As early as 1912 the financial terms for takeover were specified with a Resolution of the Directors preferring a rapid takeover by 31, December 1912 as opposed to the alternative proposed by Leeds of 30, June 1914.
In fact the Corporation proposal was adopted.
“by 30.6.1914, at a cost of £18,000 with the Corporation taking responsibility for finding any capital expenditure after present date beyond such as may be necessary to maintain machinery and cables in good working order.”
In 1914 an Act of Parliament, 4&5 Geo 5, Electric Lighting Orders Confirmation (No 2) Act, included a schedule entitled Leeds Electric Lighting (Extension) Roundhay, that listed the highways supplied by the Roundhay Company as authorised in 1901.
Park Lane, Stanley Drive, West Park Place and Road, Park Villas, lngledew Drive and Crescent, North Park Avenue and Road, Lidgett Park Road, Wedgewood Grove and Drive, Avenue Victoria, Connaught Road*, Mansion Lane, Oakwood Avenue and Drive, Park Avenue, Elmet Avenue, Belle Vue Avenue, West Avenue and Oakwood Grove.
*Connaught Road was prepared for development across what is now known as the Soldiers Fields but was never proceeded with, the drainage manholes exist to this day and the road formation is clearly visible.
In anticipation of takeover the LCED Manager was authorised to lay cables to unspecified customers in the Roundhay area at a meeting of the Trarmways and Electricity (Electricity) Sub Committee held on 15, December 1913.

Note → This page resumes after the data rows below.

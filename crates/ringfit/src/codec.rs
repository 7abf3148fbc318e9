//! Parameter codec: lossless conversion between filter trees and flat
//! parameter vectors.
//!
//! A flat vector carries no type information, so unpacking needs a
//! [`FilterShape`] describing the tree. Layout is depth-first: each leaf
//! emits its parameters in declaration order, `Sum` emits left then
//! right, and `Scale` emits its child followed by the weight.

use std::fmt;
use std::sync::Arc;

use serde::{Deserialize, Serialize};

use crate::error::{FilterError, Result};
use crate::filter::{
    combine, scale, AsymGaussian, Constant, CosineRing, Disk, EllipticalGaussianRing, Filter,
    FixedTemplate, GaussianRing, GeneralGaussianRing, ImageFilter, LogSpiral,
    SlashedGaussianRing, TIDAGaussianRing,
};
use crate::sky_image::SkyImage;

/// Structure of a filter tree without its numbers.
#[derive(Debug, Clone, PartialEq, Serialize, Deserialize)]
pub enum FilterShape {
    /// [`GaussianRing`].
    GaussianRing,
    /// [`SlashedGaussianRing`].
    SlashedGaussianRing,
    /// [`EllipticalGaussianRing`].
    EllipticalGaussianRing,
    /// [`TIDAGaussianRing`].
    TIDAGaussianRing,
    /// [`GeneralGaussianRing`].
    GeneralGaussianRing,
    /// [`CosineRing`] with `n` thickness and `m` slash harmonics.
    CosineRing {
        /// Thickness harmonics.
        n: usize,
        /// Slash harmonics.
        m: usize,
    },
    /// [`Disk`].
    Disk,
    /// [`AsymGaussian`].
    AsymGaussian,
    /// [`Constant`].
    Constant,
    /// [`LogSpiral`].
    LogSpiral,
    /// [`ImageFilter`] reading from the attached image.
    #[serde(skip)]
    Image(Arc<SkyImage>),
    /// Sum of two sub-shapes.
    Sum(Box<FilterShape>, Box<FilterShape>),
    /// Scaled sub-shape; adds one weight parameter.
    Scale(Box<FilterShape>),
}

impl FilterShape {
    /// Sum of two shapes.
    pub fn sum(a: FilterShape, b: FilterShape) -> Self {
        Self::Sum(Box::new(a), Box::new(b))
    }

    /// Scaled shape.
    pub fn scaled(child: FilterShape) -> Self {
        Self::Scale(Box::new(child))
    }

    /// Length of the flat parameter vector for this shape.
    pub fn size(&self) -> usize {
        match self {
            Self::GaussianRing => GaussianRing::ARITY,
            Self::SlashedGaussianRing => SlashedGaussianRing::ARITY,
            Self::EllipticalGaussianRing => EllipticalGaussianRing::ARITY,
            Self::TIDAGaussianRing => TIDAGaussianRing::ARITY,
            Self::GeneralGaussianRing => GeneralGaussianRing::ARITY,
            Self::CosineRing { n, m } => CosineRing::arity(*n, *m),
            Self::Disk => Disk::ARITY,
            Self::AsymGaussian => AsymGaussian::ARITY,
            Self::Constant => Constant::ARITY,
            Self::LogSpiral => LogSpiral::ARITY,
            Self::Image(_) => ImageFilter::PARAM_NAMES.len(),
            Self::Sum(a, b) => a.size() + b.size(),
            Self::Scale(f) => f.size() + 1,
        }
    }

    /// Parameter names in packing order.
    ///
    /// Terms of a sum chain are prefixed by their position (`"1.r0"`), a
    /// scale weight is named `"w"`.
    pub fn param_names(&self) -> Vec<String> {
        let leaf = |names: &[&str]| names.iter().map(|s| s.to_string()).collect();
        match self {
            Self::GaussianRing => leaf(GaussianRing::PARAM_NAMES),
            Self::SlashedGaussianRing => leaf(SlashedGaussianRing::PARAM_NAMES),
            Self::EllipticalGaussianRing => leaf(EllipticalGaussianRing::PARAM_NAMES),
            Self::TIDAGaussianRing => leaf(TIDAGaussianRing::PARAM_NAMES),
            Self::GeneralGaussianRing => leaf(GeneralGaussianRing::PARAM_NAMES),
            Self::CosineRing { n, m } => CosineRing::param_names(*n, *m),
            Self::Disk => leaf(Disk::PARAM_NAMES),
            Self::AsymGaussian => leaf(AsymGaussian::PARAM_NAMES),
            Self::Constant => leaf(Constant::PARAM_NAMES),
            Self::LogSpiral => leaf(LogSpiral::PARAM_NAMES),
            Self::Image(_) => leaf(ImageFilter::PARAM_NAMES),
            Self::Sum(..) => {
                let mut terms = Vec::new();
                self.collect_terms(&mut terms);
                terms
                    .iter()
                    .enumerate()
                    .flat_map(|(i, t)| {
                        t.param_names()
                            .into_iter()
                            .map(move |name| format!("{i}.{name}"))
                    })
                    .collect()
            }
            Self::Scale(f) => {
                let mut names = f.param_names();
                names.push("w".to_string());
                names
            }
        }
    }

    fn collect_terms<'a>(&'a self, out: &mut Vec<&'a FilterShape>) {
        match self {
            Self::Sum(a, b) => {
                a.collect_terms(out);
                b.collect_terms(out);
            }
            other => out.push(other),
        }
    }
}

impl fmt::Display for FilterShape {
    fn fmt(&self, f: &mut fmt::Formatter<'_>) -> fmt::Result {
        match self {
            Self::CosineRing { n, m } => write!(f, "CosineRing<{n},{m}>"),
            Self::Image(img) => write!(f, "ImageFilter[{}x{}]", img.nx(), img.ny()),
            Self::Sum(a, b) => write!(f, "Sum({a}, {b})"),
            Self::Scale(c) => write!(f, "Scale({c})"),
            other => write!(f, "{other:?}"),
        }
    }
}

/// Flatten a filter tree into its parameter vector.
pub fn pack(filter: &Filter) -> Vec<f64> {
    let mut out = Vec::with_capacity(filter.size());
    filter.pack_into(&mut out);
    out
}

/// Rebuild a filter tree from `params` laid out according to `shape`.
///
/// Fails with [`FilterError::ParameterCountMismatch`] when the length
/// disagrees with `shape.size()`, and with
/// [`FilterError::InvalidParameter`] when any leaf guard rejects a value.
pub fn unpack(params: &[f64], shape: &FilterShape) -> Result<Filter> {
    let expected = shape.size();
    if params.len() != expected {
        return Err(FilterError::ParameterCountMismatch {
            expected,
            got: params.len(),
        });
    }
    build(params, shape)
}

fn build(p: &[f64], shape: &FilterShape) -> Result<Filter> {
    let filter = match shape {
        FilterShape::GaussianRing => GaussianRing::from_params(p)?.into(),
        FilterShape::SlashedGaussianRing => SlashedGaussianRing::from_params(p)?.into(),
        FilterShape::EllipticalGaussianRing => EllipticalGaussianRing::from_params(p)?.into(),
        FilterShape::TIDAGaussianRing => TIDAGaussianRing::from_params(p)?.into(),
        FilterShape::GeneralGaussianRing => GeneralGaussianRing::from_params(p)?.into(),
        FilterShape::CosineRing { n, m } => CosineRing::from_params(*n, *m, p)?.into(),
        FilterShape::Disk => Disk::from_params(p)?.into(),
        FilterShape::AsymGaussian => AsymGaussian::from_params(p)?.into(),
        FilterShape::Constant => Constant::from_params(p)?.into(),
        FilterShape::LogSpiral => LogSpiral::from_params(p)?.into(),
        FilterShape::Image(src) => ImageFilter::from_params(p, src.clone())?.into(),
        FilterShape::Sum(a, b) => {
            let (pa, pb) = p.split_at(a.size());
            combine(build(pa, a)?, build(pb, b)?)
        }
        FilterShape::Scale(child) => {
            let Some((&w, pc)) = p.split_last() else {
                return Err(FilterError::ParameterCountMismatch {
                    expected: shape.size(),
                    got: 0,
                });
            };
            scale(build(pc, child)?, w)?
        }
    };
    Ok(filter)
}
//! Logarithmic spiral arm template.

use std::f64::consts::TAU;

use crate::error::Result;
use crate::geometry::rotate;

use super::validate::{finite, positive};
use super::{fixed_params, FixedTemplate, Template, DENSITY_FLOOR};

/// Branches `ϑ = φ + 2πk` searched for the nearest arm, `k ∈ [−W, W]`.
const MAX_WINDINGS: i32 = 3;

/// One logarithmic spiral arm `ρ(ϑ) = r0·exp(κϑ)` with Gaussian cross
/// section `sigma` and a Gaussian taper of width `delta_phi` in winding
/// angle, oriented by `xi`.
#[derive(Debug, Clone, Copy, PartialEq)]
pub struct LogSpiral {
    r0: f64,
    kappa: f64,
    sigma: f64,
    delta_phi: f64,
    xi: f64,
    x0: f64,
    y0: f64,
}

impl LogSpiral {
    /// `kappa` is the growth rate per radian; negative values wind inwards.
    #[allow(clippy::too_many_arguments)]
    pub fn new(
        r0: f64,
        kappa: f64,
        sigma: f64,
        delta_phi: f64,
        xi: f64,
        x0: f64,
        y0: f64,
    ) -> Result<Self> {
        Ok(Self {
            r0: positive(Self::KIND, "r0", r0)?,
            kappa: finite(Self::KIND, "kappa", kappa)?,
            sigma: positive(Self::KIND, "sigma", sigma)?,
            delta_phi: positive(Self::KIND, "delta_phi", delta_phi)?,
            xi: finite(Self::KIND, "xi", xi)?,
            x0: finite(Self::KIND, "x0", x0)?,
            y0: finite(Self::KIND, "y0", y0)?,
        })
    }

    /// Perpendicular distance to the nearest branch and its winding angle.
    fn nearest_branch(&self, rho: f64, phi: f64) -> (f64, f64) {
        let norm = (1.0 + self.kappa * self.kappa).sqrt();
        (-MAX_WINDINGS..=MAX_WINDINGS)
            .map(|k| {
                let theta = phi + TAU * k as f64;
                let arm = self.r0 * (self.kappa * theta).exp();
                ((rho - arm).abs() / norm, theta)
            })
            .fold((f64::INFINITY, 0.0), |best, cand| {
                if cand.0 < best.0 {
                    cand
                } else {
                    best
                }
            })
    }
}

impl Template for LogSpiral {
    const KIND: &'static str = "LogSpiral";

    fn evaluate(&self, x: f64, y: f64) -> f64 {
        let (xr, yr) = rotate(x - self.x0, y - self.y0, self.xi);
        let (d, theta) = self.nearest_branch(xr.hypot(yr), yr.atan2(xr));
        let radial = -d * d / (2.0 * self.sigma * self.sigma);
        let taper = -theta * theta / (2.0 * self.delta_phi * self.delta_phi);
        (radial + taper).exp() + DENSITY_FLOOR
    }

    fn pack_into(&self, out: &mut Vec<f64>) {
        out.extend_from_slice(&[
            self.r0,
            self.kappa,
            self.sigma,
            self.delta_phi,
            self.xi,
            self.x0,
            self.y0,
        ]);
    }
}

impl FixedTemplate for LogSpiral {
    const PARAM_NAMES: &'static [&'static str] =
        &["r0", "kappa", "sigma", "delta_phi", "xi", "x0", "y0"];

    fn from_params(p: &[f64]) -> Result<Self> {
        let [r0, kappa, sigma, delta_phi, xi, x0, y0]: [f64; 7] = fixed_params(p)?;
        Self::new(r0, kappa, sigma, delta_phi, xi, x0, y0)
    }
}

The Roundhay and District Electric Light Company Ltd ceased to operate from 1914, thereafter all responsibilities passed to the Corporation. This included the outstanding debt collection for electricity used before takeover. Some interesting correspondence remains on this subject in the West Yorkshire Archives including absconding former householders and disputes over accuracy of metering!

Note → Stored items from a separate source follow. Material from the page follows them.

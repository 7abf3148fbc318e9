//! Construction guards for template parameters.
//!
//! Every guard rejects non-finite input and returns the value unchanged
//! on success; nothing is clamped.

use crate::error::{FilterError, Result};

fn reject(kind: &'static str, field: &str, value: f64, reason: &'static str) -> FilterError {
    FilterError::InvalidParameter {
        kind,
        field: field.to_string(),
        value,
        reason,
    }
}

pub(crate) fn finite(kind: &'static str, field: &str, value: f64) -> Result<f64> {
    if value.is_finite() {
        Ok(value)
    } else {
        Err(reject(kind, field, value, "must be finite"))
    }
}

pub(crate) fn positive(kind: &'static str, field: &str, value: f64) -> Result<f64> {
    if value.is_finite() && value > 0.0 {
        Ok(value)
    } else {
        Err(reject(kind, field, value, "must be finite and > 0"))
    }
}

pub(crate) fn non_negative(kind: &'static str, field: &str, value: f64) -> Result<f64> {
    if value.is_finite() && value >= 0.0 {
        Ok(value)
    } else {
        Err(reject(kind, field, value, "must be finite and >= 0"))
    }
}

/// Asymmetry parameters live in `[0, 1)`.
pub(crate) fn asymmetry(kind: &'static str, field: &str, value: f64) -> Result<f64> {
    if value.is_finite() && (0.0..1.0).contains(&value) {
        Ok(value)
    } else {
        Err(reject(kind, field, value, "must lie in [0, 1)"))
    }
}

pub(crate) fn unit_interval(kind: &'static str, field: &str, value: f64) -> Result<f64> {
    if value.is_finite() && (0.0..=1.0).contains(&value) {
        Ok(value)
    } else {
        Err(reject(kind, field, value, "must lie in [0, 1]"))
    }
}

pub(crate) fn signed_unit_interval(kind: &'static str, field: &str, value: f64) -> Result<f64> {
    if value.is_finite() && (-1.0..=1.0).contains(&value) {
        Ok(value)
    } else {
        Err(reject(kind, field, value, "must lie in [-1, 1]"))
    }
}

/// Sum of absolute slash coefficients must not exceed one so the
/// azimuthal envelope stays non-negative.
pub(crate) fn slash_budget(kind: &'static str, field: &str, coeffs: &[f64]) -> Result<()> {
    for (i, &s) in coeffs.iter().enumerate() {
        finite(kind, &format!("{field}[{i}]"), s)?;
    }
    let total: f64 = coeffs.iter().map(|s| s.abs()).sum();
    if total <= 1.0 {
        Ok(())
    } else {
        Err(reject(kind, field, total, "sum of |coefficients| must be <= 1"))
    }
}
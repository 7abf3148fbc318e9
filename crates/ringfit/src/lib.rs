//! ringfit: closed-form ring and blob templates fitted to images by
//! divergence minimisation.
//!
//! The building blocks are:
//!
//! 1. **Geometry** – rotation convention, angle wrapping and the squared
//!    distance to an axis-aligned ellipse.
//! 2. **Filters** – strictly positive density templates (Gaussian rings,
//!    slashed and elliptical variants, cosine-series rings, disks, blobs,
//!    spirals, image lookups) composed with [`combine`] and [`scale`].
//! 3. **Codec** – lossless [`pack`]/[`unpack`] between filter trees and
//!    flat parameter vectors, keyed by a [`FilterShape`].
//! 4. **Raster** – evaluation on sky-convention pixel grids.
//! 5. **Divergence** – Bhattacharyya or Kullback-Leibler comparison of a
//!    filter against a fixed normalised [`SkyImage`].
//! 6. **Extraction** – validated search box and objective handed to any
//!    external [`Optimizer`].
//!
//! ```no_run
//! use ringfit::{rasterize, Divergence, DivergenceKind, ExtractionContext, FilterShape, GaussianRing};
//!
//! # fn main() -> ringfit::Result<()> {
//! let truth = GaussianRing::new(20.0, 5.0, 0.0, 0.0)?;
//! let image = rasterize(&truth.into(), 64, [-60.0, 60.0], [-60.0, 60.0])?;
//! let div = Divergence::new(DivergenceKind::Bhattacharyya, &image, FilterShape::GaussianRing)?;
//! let ctx = ExtractionContext::new(
//!     div,
//!     vec![5.0, 1.0, -20.0, -20.0],
//!     vec![40.0, 15.0, 20.0, 20.0],
//!     vec![15.0, 3.0, 2.0, -2.0],
//! )?;
//! let loss = ctx.objective(ctx.initial())?;
//! println!("loss at initial guess: {loss:.4e}");
//! # Ok(())
//! # }
//! ```

mod codec;
mod config;
mod divergence;
mod error;
mod extract;
mod filter;
mod geometry;
mod raster;
mod sky_image;

#[cfg(test)]
mod test_utils;

pub use codec::{pack, unpack, FilterShape};
pub use config::{ExtractionSpec, FilterSpec};
pub use divergence::{Divergence, DivergenceKind};
pub use error::{FilterError, Result};
pub use extract::{best_of, Extraction, ExtractionContext, OptimizeResult, Optimizer};
pub use filter::{
    combine, scale, AsymGaussian, Constant, CosineRing, Disk, EllipticalGaussianRing, Filter,
    FixedTemplate, GaussianRing, GeneralGaussianRing, ImageFilter, LogSpiral, SlashedGaussianRing,
    TIDAGaussianRing, Template, Weight, DENSITY_FLOOR,
};
pub use geometry::{ellipse_sq_distance, rotate, wrap_angle, EllipseDistanceConfig};
pub use raster::{pixel_centers, rasterize, sample_on};
pub use sky_image::SkyImage;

In the 85 years since the Roundhay and District Electrnc Lighting Company was wound up, the District has grown out of all recognition. The Corporation provided an excellent system with high voltage distribution, first at 2,000 volts, and later at 6,600 volts to many substations where transformation to 200 volts for domestic customers was effected. One of these substations was located in the former generating station in Wetherby Road and was utilised to give a supply to the boiler for the outdoor swimming pool which was built across the road below the Waterloo Lake in Roundhay Park. The generating station stood idle, once Leeds had extended their supply to cover the district until 1918. The Corporation then applied to convert the building into a villa, which on completion, was named “Wayside”.This became the home of C. Nelson Hefford, the LCED Engineer and Manager who held this position for twenty five years until his death in service in 1938.

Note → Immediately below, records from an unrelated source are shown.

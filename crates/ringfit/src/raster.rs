//! Raster evaluation of filters on sky-convention pixel grids.

use nalgebra::DMatrix;

use crate::error::Result;
use crate::filter::Filter;
use crate::sky_image::SkyImage;

/// Centres of `n` equal pixels spanning `range = [min, max]`.
///
/// With `descending` the first centre sits next to `max` (sky x axis),
/// otherwise next to `min`.
pub fn pixel_centers(n: usize, range: [f64; 2], descending: bool) -> Vec<f64> {
    let [lo, hi] = range;
    let step = (hi - lo) / n as f64;
    (0..n)
        .map(|k| {
            let offset = (k as f64 + 0.5) * step;
            if descending {
                hi - offset
            } else {
                lo + offset
            }
        })
        .collect()
}

/// Evaluate `filter` on an `npix × npix` grid covering `x_range × y_range`.
///
/// The result uses the same orientation as any other [`SkyImage`], so it
/// can be fed back as an observation or exported directly.
pub fn rasterize(filter: &Filter, npix: usize, x_range: [f64; 2], y_range: [f64; 2]) -> Result<SkyImage> {
    let xs = pixel_centers(npix, x_range, true);
    let ys = pixel_centers(npix, y_range, false);
    let values = DMatrix::from_fn(ys.len(), xs.len(), |i, j| filter.evaluate(xs[j], ys[i]));
    SkyImage::from_ranges(values, x_range, y_range)
}

/// Evaluate `filter` at the pixel centres of `grid`.
pub fn sample_on(filter: &Filter, grid: &SkyImage) -> DMatrix<f64> {
    let xs = grid.x_centers();
    let ys = grid.y_centers();
    DMatrix::from_fn(ys.len(), xs.len(), |i, j| filter.evaluate(xs[j], ys[i]))
}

The house still stands but has lost its name and appears to have been converted into flats but retains its form as modified in 1918. The mansions in which the merchant venturers who started the company lived, have suffered similar changes, but some remain in North Lane as flats with their once extensive grounds occupied by modern housing. In 1948 Leeds lost its electricity supply responsibilities when nationalisation took these to the YEB. The high voltage cables and most of the substations continue in service but with distribution now at 11,000 volts and 240 volts for domestic customers. Demand and consumption is no longer related to 8cp lamps but in megawatts and megawatt-hour.